### [Problem statement]
Pick every line out of the entries below that holds the string "config", and report them.

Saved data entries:
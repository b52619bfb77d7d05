//! Identifier and version types for the task domain.

use serde::{Deserialize, Serialize};
use std::fmt;
use uuid::Uuid;

/// Unique identifier for a task record.
#[derive(Debug, Clone, Copy, PartialEq, Eq, Hash, PartialOrd, Ord, Serialize, Deserialize)]
#[serde(transparent)]
pub struct TaskId(Uuid);

impl TaskId {
    /// Creates a new random task identifier.
    #[must_use]
    pub fn new() -> Self {
        Self(Uuid::new_v4())
    }

    /// Creates a task identifier from an existing UUID.
    #[must_use]
    pub const fn from_uuid(uuid: Uuid) -> Self {
        Self(uuid)
    }

    /// Returns the wrapped UUID.
    #[must_use]
    pub const fn into_inner(self) -> Uuid {
        self.0
    }
}

impl Default for TaskId {
    fn default() -> Self {
        Self::new()
    }
}

impl fmt::Display for TaskId {
    fn fmt(&self, f: &mut fmt::Formatter<'_>) -> fmt::Result {
        write!(f, "{}", self.0)
    }
}

/// Identifier of a user as resolved by the external identity system.
#[derive(Debug, Clone, Copy, PartialEq, Eq, Hash, PartialOrd, Ord, Serialize, Deserialize)]
#[serde(transparent)]
pub struct UserId(Uuid);

impl UserId {
    /// Creates a new random user identifier.
    #[must_use]
    pub fn new() -> Self {
        Self(Uuid::new_v4())
    }

    /// Creates a user identifier from an existing UUID.
    #[must_use]
    pub const fn from_uuid(uuid: Uuid) -> Self {
        Self(uuid)
    }

    /// Returns the wrapped UUID.
    #[must_use]
    pub const fn into_inner(self) -> Uuid {
        self.0
    }
}

impl Default for UserId {
    fn default() -> Self {
        Self::new()
    }
}

impl fmt::Display for UserId {
    fn fmt(&self, f: &mut fmt::Formatter<'_>) -> fmt::Result {
        write!(f, "{}", self.0)
    }
}

/// Reference to the client a task is produced for.
#[derive(Debug, Clone, Copy, PartialEq, Eq, Hash, Serialize, Deserialize)]
#[serde(transparent)]
pub struct ClientId(Uuid);

impl ClientId {
    /// Creates a new random client identifier.
    #[must_use]
    pub fn new() -> Self {
        Self(Uuid::new_v4())
    }

    /// Creates a client identifier from an existing UUID.
    #[must_use]
    pub const fn from_uuid(uuid: Uuid) -> Self {
        Self(uuid)
    }

    /// Returns the wrapped UUID.
    #[must_use]
    pub const fn into_inner(self) -> Uuid {
        self.0
    }
}

impl Default for ClientId {
    fn default() -> Self {
        Self::new()
    }
}

impl fmt::Display for ClientId {
    fn fmt(&self, f: &mut fmt::Formatter<'_>) -> fmt::Result {
        write!(f, "{}", self.0)
    }
}

/// Optimistic concurrency token carried by every task.
///
/// A freshly created task starts at version 1 and every persisted mutation
/// advances it by exactly one.
#[derive(Debug, Clone, Copy, PartialEq, Eq, Hash, PartialOrd, Ord, Serialize, Deserialize)]
#[serde(transparent)]
pub struct TaskVersion(u64);

impl TaskVersion {
    /// Version assigned to newly created tasks.
    pub const INITIAL: Self = Self(1);

    /// Creates a version from its numeric value.
    #[must_use]
    pub const fn new(value: u64) -> Self {
        Self(value)
    }

    /// Returns the numeric value.
    #[must_use]
    pub const fn value(self) -> u64 {
        self.0
    }

    /// Returns the version following this one.
    #[must_use]
    pub const fn next(self) -> Self {
        Self(self.0.saturating_add(1))
    }
}

impl fmt::Display for TaskVersion {
    fn fmt(&self, f: &mut fmt::Formatter<'_>) -> fmt::Result {
        write!(f, "v{}", self.0)
    }
}
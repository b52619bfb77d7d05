//! In-memory append-only audit log.

use async_trait::async_trait;
use std::sync::{Arc, RwLock};

use crate::task::{
    domain::AuditEntry,
    ports::{AuditSink, SideEffectError, SideEffectResult},
};

/// Thread-safe in-memory audit log.
#[derive(Debug, Clone, Default)]
pub struct InMemoryAuditLog {
    entries: Arc<RwLock<Vec<AuditEntry>>>,
}

impl InMemoryAuditLog {
    /// Creates an empty log.
    #[must_use]
    pub fn new() -> Self {
        Self::default()
    }

    /// Returns every recorded entry in append order.
    ///
    /// # Errors
    ///
    /// Returns [`SideEffectError::Audit`] when the lock is poisoned.
    pub fn entries(&self) -> SideEffectResult<Vec<AuditEntry>> {
        let entries = self
            .entries
            .read()
            .map_err(|err| SideEffectError::audit(std::io::Error::other(err.to_string())))?;
        Ok(entries.clone())
    }
}

#[async_trait]
impl AuditSink for InMemoryAuditLog {
    async fn append(&self, entry: &AuditEntry) -> SideEffectResult<()> {
        let mut entries = self
            .entries
            .write()
            .map_err(|err| SideEffectError::audit(std::io::Error::other(err.to_string())))?;
        entries.push(entry.clone());
        Ok(())
    }
}
//! Background delivery of task side effects.
//!
//! [`SideEffectDispatcher`] owns a tokio worker fed by an unbounded channel.
//! Each effect is split into independent jobs (one per invalidated user, one
//! per audit entry) which are retried with backoff on their own task, so a
//! slow audit sink never holds up cache invalidation or the request path.

use std::sync::Arc;

use tokio::sync::{mpsc, oneshot};
use tokio::task::{JoinHandle, JoinSet};
use tracing::{debug, warn};

use super::RetryPolicy;
use crate::task::{
    domain::{AuditEntry, UserId},
    ports::{
        AuditSink, SideEffect, SideEffectQueue, SideEffectResult, TaskListCache,
        task_list_pattern,
    },
};

enum Command {
    Deliver(SideEffect),
    Flush(oneshot::Sender<()>),
}

enum Job {
    Invalidate(UserId),
    Audit(Box<AuditEntry>),
}

impl Job {
    const fn kind(&self) -> &'static str {
        match self {
            Self::Invalidate(_) => "invalidate_task_lists",
            Self::Audit(_) => "audit",
        }
    }
}

/// Handle to the side-effect worker.
///
/// Cloning the handle shares the same worker. The worker stops once every
/// handle has been dropped and all in-flight jobs have finished.
#[derive(Debug, Clone)]
pub struct SideEffectDispatcher {
    sender: mpsc::UnboundedSender<Command>,
}

impl SideEffectDispatcher {
    /// Spawns the worker on the current tokio runtime.
    ///
    /// # Panics
    ///
    /// Panics when called outside a tokio runtime.
    #[must_use]
    pub fn spawn<K, A>(cache: Arc<K>, audit: Arc<A>, policy: RetryPolicy) -> (Self, JoinHandle<()>)
    where
        K: TaskListCache + 'static,
        A: AuditSink + 'static,
    {
        let (sender, receiver) = mpsc::unbounded_channel();
        let worker = Worker {
            cache,
            audit,
            policy,
        };
        let handle = tokio::spawn(worker.run(receiver));
        (Self { sender }, handle)
    }

    /// Waits until every effect enqueued before this call has been handled,
    /// delivered or given up on.
    pub async fn flush(&self) {
        let (ack, done) = oneshot::channel();
        if self.sender.send(Command::Flush(ack)).is_err() {
            warn!("side-effect worker stopped; nothing to flush");
            return;
        }
        if done.await.is_err() {
            warn!("side-effect worker stopped before acknowledging flush");
        }
    }
}

impl SideEffectQueue for SideEffectDispatcher {
    fn enqueue(&self, effect: SideEffect) {
        let kind = effect.kind();
        if self.sender.send(Command::Deliver(effect)).is_err() {
            warn!(effect = kind, "side-effect worker stopped; dropping effect");
        }
    }
}

struct Worker<K, A> {
    cache: Arc<K>,
    audit: Arc<A>,
    policy: RetryPolicy,
}

impl<K, A> Worker<K, A>
where
    K: TaskListCache + 'static,
    A: AuditSink + 'static,
{
    async fn run(self, mut receiver: mpsc::UnboundedReceiver<Command>) {
        let mut in_flight = JoinSet::new();
        while let Some(command) = receiver.recv().await {
            while let Some(finished) = in_flight.try_join_next() {
                log_join(finished);
            }
            match command {
                Command::Deliver(effect) => {
                    for job in split(effect) {
                        in_flight.spawn(deliver_with_retry(
                            Arc::clone(&self.cache),
                            Arc::clone(&self.audit),
                            self.policy,
                            job,
                        ));
                    }
                }
                Command::Flush(ack) => {
                    while let Some(finished) = in_flight.join_next().await {
                        log_join(finished);
                    }
                    if ack.send(()).is_err() {
                        debug!("flush requester went away");
                    }
                }
            }
        }
        while let Some(finished) = in_flight.join_next().await {
            log_join(finished);
        }
        debug!("side-effect worker stopped");
    }
}

fn split(effect: SideEffect) -> Vec<Job> {
    match effect {
        SideEffect::InvalidateTaskLists(users) => users.into_iter().map(Job::Invalidate).collect(),
        SideEffect::Audit(entry) => vec![Job::Audit(Box::new(entry))],
    }
}

fn log_join(result: Result<(), tokio::task::JoinError>) {
    if let Err(err) = result {
        warn!(error = %err, "side-effect job aborted");
    }
}

async fn deliver_with_retry<K, A>(cache: Arc<K>, audit: Arc<A>, policy: RetryPolicy, job: Job)
where
    K: TaskListCache,
    A: AuditSink,
{
    let max_attempts = policy.max_attempts.max(1);
    let mut attempt = 1;
    loop {
        match deliver(&*cache, &*audit, &job).await {
            Ok(()) => return,
            Err(err) if attempt < max_attempts => {
                let delay = policy.next_delay(attempt);
                warn!(
                    job = job.kind(),
                    attempt,
                    delay_ms = u64::try_from(delay.as_millis()).unwrap_or(u64::MAX),
                    error = %err,
                    "side-effect delivery failed; retrying"
                );
                tokio::time::sleep(delay).await;
                attempt += 1;
            }
            Err(err) => {
                warn!(
                    job = job.kind(),
                    attempts = attempt,
                    error = %err,
                    "side-effect delivery failed; giving up"
                );
                return;
            }
        }
    }
}

async fn deliver<K, A>(cache: &K, audit: &A, job: &Job) -> SideEffectResult<()>
where
    K: TaskListCache,
    A: AuditSink,
{
    match job {
        Job::Invalidate(user) => {
            let pattern = task_list_pattern(*user);
            let removed = cache.delete_matching(&pattern).await?;
            debug!(%user, removed, "invalidated cached task lists");
            Ok(())
        }
        Job::Audit(entry) => audit.append(entry).await,
    }
}
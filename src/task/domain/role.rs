//! Actor roles and the static status transition rules attached to them.

use super::{ParseActorRoleError, TaskStatus, UserId};
use serde::{Deserialize, Serialize};
use std::fmt;

/// Role of an authenticated actor.
#[derive(Debug, Clone, Copy, PartialEq, Eq, Hash, Serialize, Deserialize)]
#[serde(rename_all = "snake_case")]
pub enum ActorRole {
    /// Full administrative access.
    Admin,
    /// Production manager with full workflow access.
    Manager,
    /// Plans and assigns work; cannot move status.
    Scheduler,
    /// Produces the work.
    Editor,
    /// Performs quality control.
    Reviewer,
    /// Client-side approver.
    Client,
}

const EDITOR_TARGETS: &[TaskStatus] = &[
    TaskStatus::InProgress,
    TaskStatus::ReadyForQc,
    TaskStatus::OnHold,
];

const REVIEWER_TARGETS: &[TaskStatus] = &[
    TaskStatus::QcInProgress,
    TaskStatus::Completed,
    TaskStatus::Rejected,
];

const CLIENT_TARGETS: &[TaskStatus] = &[
    TaskStatus::ClientReview,
    TaskStatus::Completed,
    TaskStatus::Rejected,
];

impl ActorRole {
    /// Every role.
    pub const ALL: [Self; 6] = [
        Self::Admin,
        Self::Manager,
        Self::Scheduler,
        Self::Editor,
        Self::Reviewer,
        Self::Client,
    ];

    /// Returns the canonical representation.
    #[must_use]
    pub const fn as_str(self) -> &'static str {
        match self {
            Self::Admin => "admin",
            Self::Manager => "manager",
            Self::Scheduler => "scheduler",
            Self::Editor => "editor",
            Self::Reviewer => "reviewer",
            Self::Client => "client",
        }
    }

    /// Returns the statuses this role may move a task into.
    #[must_use]
    pub const fn permitted_targets(self) -> &'static [TaskStatus] {
        match self {
            Self::Admin | Self::Manager => &TaskStatus::ALL,
            Self::Scheduler => &[],
            Self::Editor => EDITOR_TARGETS,
            Self::Reviewer => REVIEWER_TARGETS,
            Self::Client => CLIENT_TARGETS,
        }
    }

    /// Returns `true` when this role may move a task into `target`.
    #[must_use]
    pub fn permits(self, target: TaskStatus) -> bool {
        self.permitted_targets().contains(&target)
    }

    /// Returns `true` when this role may change task assignments.
    #[must_use]
    pub const fn can_assign(self) -> bool {
        matches!(self, Self::Admin | Self::Manager | Self::Scheduler)
    }

    /// Returns `true` when this role may write rejection notes.
    #[must_use]
    pub const fn can_annotate_rejections(self) -> bool {
        matches!(
            self,
            Self::Admin | Self::Manager | Self::Reviewer | Self::Client
        )
    }

    /// Returns `true` when this role may create tasks.
    #[must_use]
    pub const fn can_create_tasks(self) -> bool {
        matches!(self, Self::Admin | Self::Manager)
    }
}

impl fmt::Display for ActorRole {
    fn fmt(&self, f: &mut fmt::Formatter<'_>) -> fmt::Result {
        f.write_str(self.as_str())
    }
}

impl TryFrom<&str> for ActorRole {
    type Error = ParseActorRoleError;

    fn try_from(value: &str) -> Result<Self, Self::Error> {
        let normalized = value.trim().to_ascii_lowercase();
        Self::ALL
            .into_iter()
            .find(|role| role.as_str() == normalized)
            .ok_or_else(|| ParseActorRoleError(value.to_owned()))
    }
}

/// An externally verified identity acting on the workflow.
///
/// The core never resolves identity itself; callers pass an `Actor` into
/// every operation.
#[derive(Debug, Clone, Copy, PartialEq, Eq, Hash, Serialize, Deserialize)]
pub struct Actor {
    /// The acting user.
    pub user_id: UserId,
    /// The role the user acts under.
    pub role: ActorRole,
}

impl Actor {
    /// Creates an actor.
    #[must_use]
    pub const fn new(user_id: UserId, role: ActorRole) -> Self {
        Self { user_id, role }
    }
}
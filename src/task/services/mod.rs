//! Application services for the task workflow.

mod dispatcher;
mod retry;
mod workflow;

pub use dispatcher::SideEffectDispatcher;
pub use retry::RetryPolicy;
pub use workflow::{
    CreateTaskRequest, TaskWorkflowError, TaskWorkflowResult, TaskWorkflowService,
    TransitionTaskRequest, UpdateTaskDetailsRequest, WorkflowErrorKind,
};
//! In-memory adapter implementations for testing.
//!
//! These adapters provide simple, thread-safe implementations suitable for
//! unit testing without external infrastructure.

mod audit;
mod cache;
mod directory;
mod task;

pub use audit::InMemoryAuditLog;
pub use cache::InMemoryTaskListCache;
pub use directory::InMemoryClientDirectory;
pub use task::InMemoryTaskRepository;
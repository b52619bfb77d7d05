//! Step definitions for reviewer performance scenarios.

mod given;
mod then;
pub mod world;
//! Concurrent assembly of reviewer performance reports.

use std::future::Future;
use std::sync::Arc;
use std::time::Instant;

use mockable::Clock;
use tracing::{debug, info, warn};

use super::{
    AchievementEvaluator, AnalyticsError, AnalyticsResult, MetricsAggregator,
    RejectionClassifier, TrendMaterializer,
};
use crate::analytics::{
    domain::{PerformanceReport, RejectionReasonSummary, ReportPeriod, ReportSection},
    ports::{AchievementRepository, RejectionReasonRepository, ReviewerDirectory, TrendRepository},
};
use crate::config::AnalyticsConfig;
use crate::task::{domain::UserId, ports::TaskRepository};

/// Builds performance reports from independently computed sections.
///
/// Sections run concurrently. A failing section is reported as failed and
/// never discards the others.
pub struct PerformanceReportService<R, S, D, C>
where
    R: TaskRepository,
    S: TrendRepository + RejectionReasonRepository + AchievementRepository,
    D: ReviewerDirectory,
    C: Clock + Send + Sync,
{
    metrics: MetricsAggregator<R, C>,
    trends: TrendMaterializer<R, S, C>,
    rejections: RejectionClassifier<R, S, C>,
    achievements: AchievementEvaluator<R, S, C>,
    reviewers: Arc<D>,
    clock: Arc<C>,
    config: AnalyticsConfig,
}

impl<R, S, D, C> PerformanceReportService<R, S, D, C>
where
    R: TaskRepository,
    S: TrendRepository + RejectionReasonRepository + AchievementRepository,
    D: ReviewerDirectory,
    C: Clock + Send + Sync,
{
    /// Creates a report service over shared stores.
    #[must_use]
    pub fn new(
        tasks: Arc<R>,
        store: Arc<S>,
        reviewers: Arc<D>,
        clock: Arc<C>,
        config: AnalyticsConfig,
    ) -> Self {
        Self {
            metrics: MetricsAggregator::new(Arc::clone(&tasks), Arc::clone(&clock))
                .with_thresholds(config.quality_thresholds()),
            trends: TrendMaterializer::new(
                Arc::clone(&tasks),
                Arc::clone(&store),
                Arc::clone(&clock),
            ),
            rejections: RejectionClassifier::new(
                Arc::clone(&tasks),
                Arc::clone(&store),
                Arc::clone(&clock),
            )
            .with_scan_limit(config.rejection_scan_limit),
            achievements: AchievementEvaluator::new(tasks, store, Arc::clone(&clock))
                .with_thresholds(config.achievement_thresholds()),
            reviewers,
            clock,
            config,
        }
    }

    /// Returns the metrics aggregator.
    #[must_use]
    pub const fn metrics(&self) -> &MetricsAggregator<R, C> {
        &self.metrics
    }

    /// Returns the trend materializer.
    #[must_use]
    pub const fn trends(&self) -> &TrendMaterializer<R, S, C> {
        &self.trends
    }

    /// Returns the rejection classifier.
    #[must_use]
    pub const fn rejections(&self) -> &RejectionClassifier<R, S, C> {
        &self.rejections
    }

    /// Returns the achievement evaluator.
    #[must_use]
    pub const fn achievements(&self) -> &AchievementEvaluator<R, S, C> {
        &self.achievements
    }

    /// Assembles the performance report of `reviewer` for `period`.
    ///
    /// Computing the report refreshes the reviewer's derived records: the
    /// current monthly snapshot, rejection reasons, and achievements.
    ///
    /// # Errors
    ///
    /// Returns [`AnalyticsError::ReviewerNotFound`] when the user is not a
    /// known reviewer and [`AnalyticsError::Store`] when the reviewer lookup
    /// fails. Section failures are reported inside the report.
    pub async fn get_performance_report(
        &self,
        reviewer: UserId,
        period: ReportPeriod,
    ) -> AnalyticsResult<PerformanceReport> {
        if !self.reviewers.is_reviewer(reviewer).await? {
            return Err(AnalyticsError::ReviewerNotFound(reviewer));
        }

        let (metrics, weekly_breakdown, monthly_trend, top_rejection_reasons, achievements) =
            tokio::join!(
                timed("metrics", self.metrics.review_metrics(reviewer, period)),
                timed("weeklyBreakdown", self.metrics.weekly_breakdown(reviewer)),
                timed(
                    "monthlyTrend",
                    self.trends.monthly_trend(reviewer, self.config.trend_months),
                ),
                timed("topRejectionReasons", self.rejection_section(reviewer)),
                timed("achievements", self.achievements.evaluate(reviewer)),
            );

        let report = PerformanceReport {
            reviewer_id: reviewer,
            period,
            generated_at: self.clock.utc(),
            metrics: section(reviewer, "metrics", metrics),
            weekly_breakdown: section(reviewer, "weeklyBreakdown", weekly_breakdown),
            monthly_trend: section(reviewer, "monthlyTrend", monthly_trend),
            top_rejection_reasons: section(
                reviewer,
                "topRejectionReasons",
                top_rejection_reasons,
            ),
            achievements: section(reviewer, "achievements", achievements),
        };
        info!(
            %reviewer,
            %period,
            complete = report.is_complete(),
            "performance report assembled"
        );
        Ok(report)
    }

    async fn rejection_section(
        &self,
        reviewer: UserId,
    ) -> AnalyticsResult<Vec<RejectionReasonSummary>> {
        self.rejections.classify(reviewer).await?;
        self.rejections
            .top_reasons(reviewer, self.config.top_reasons_limit)
            .await
    }
}

async fn timed<T>(name: &'static str, work: impl Future<Output = T>) -> T {
    let started = Instant::now();
    let output = work.await;
    debug!(section = name, elapsed = ?started.elapsed(), "report section computed");
    output
}

fn section<T>(
    reviewer: UserId,
    name: &'static str,
    result: AnalyticsResult<T>,
) -> ReportSection<T> {
    if let Err(err) = &result {
        warn!(%reviewer, section = name, error = %err, "report section failed");
    }
    ReportSection::from_result(result)
}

### [Response to the exercise]
use crate::config::AnalyticsConfig;
    config: AnalyticsConfig,
        config: AnalyticsConfig,
                .with_thresholds(config.quality_thresholds()),
            .with_scan_limit(config.rejection_scan_limit),
                .with_thresholds(config.achievement_thresholds()),
            config,
                    self.trends.monthly_trend(reviewer, self.config.trend_months),
            .top_reasons(reviewer, self.config.top_reasons_limit)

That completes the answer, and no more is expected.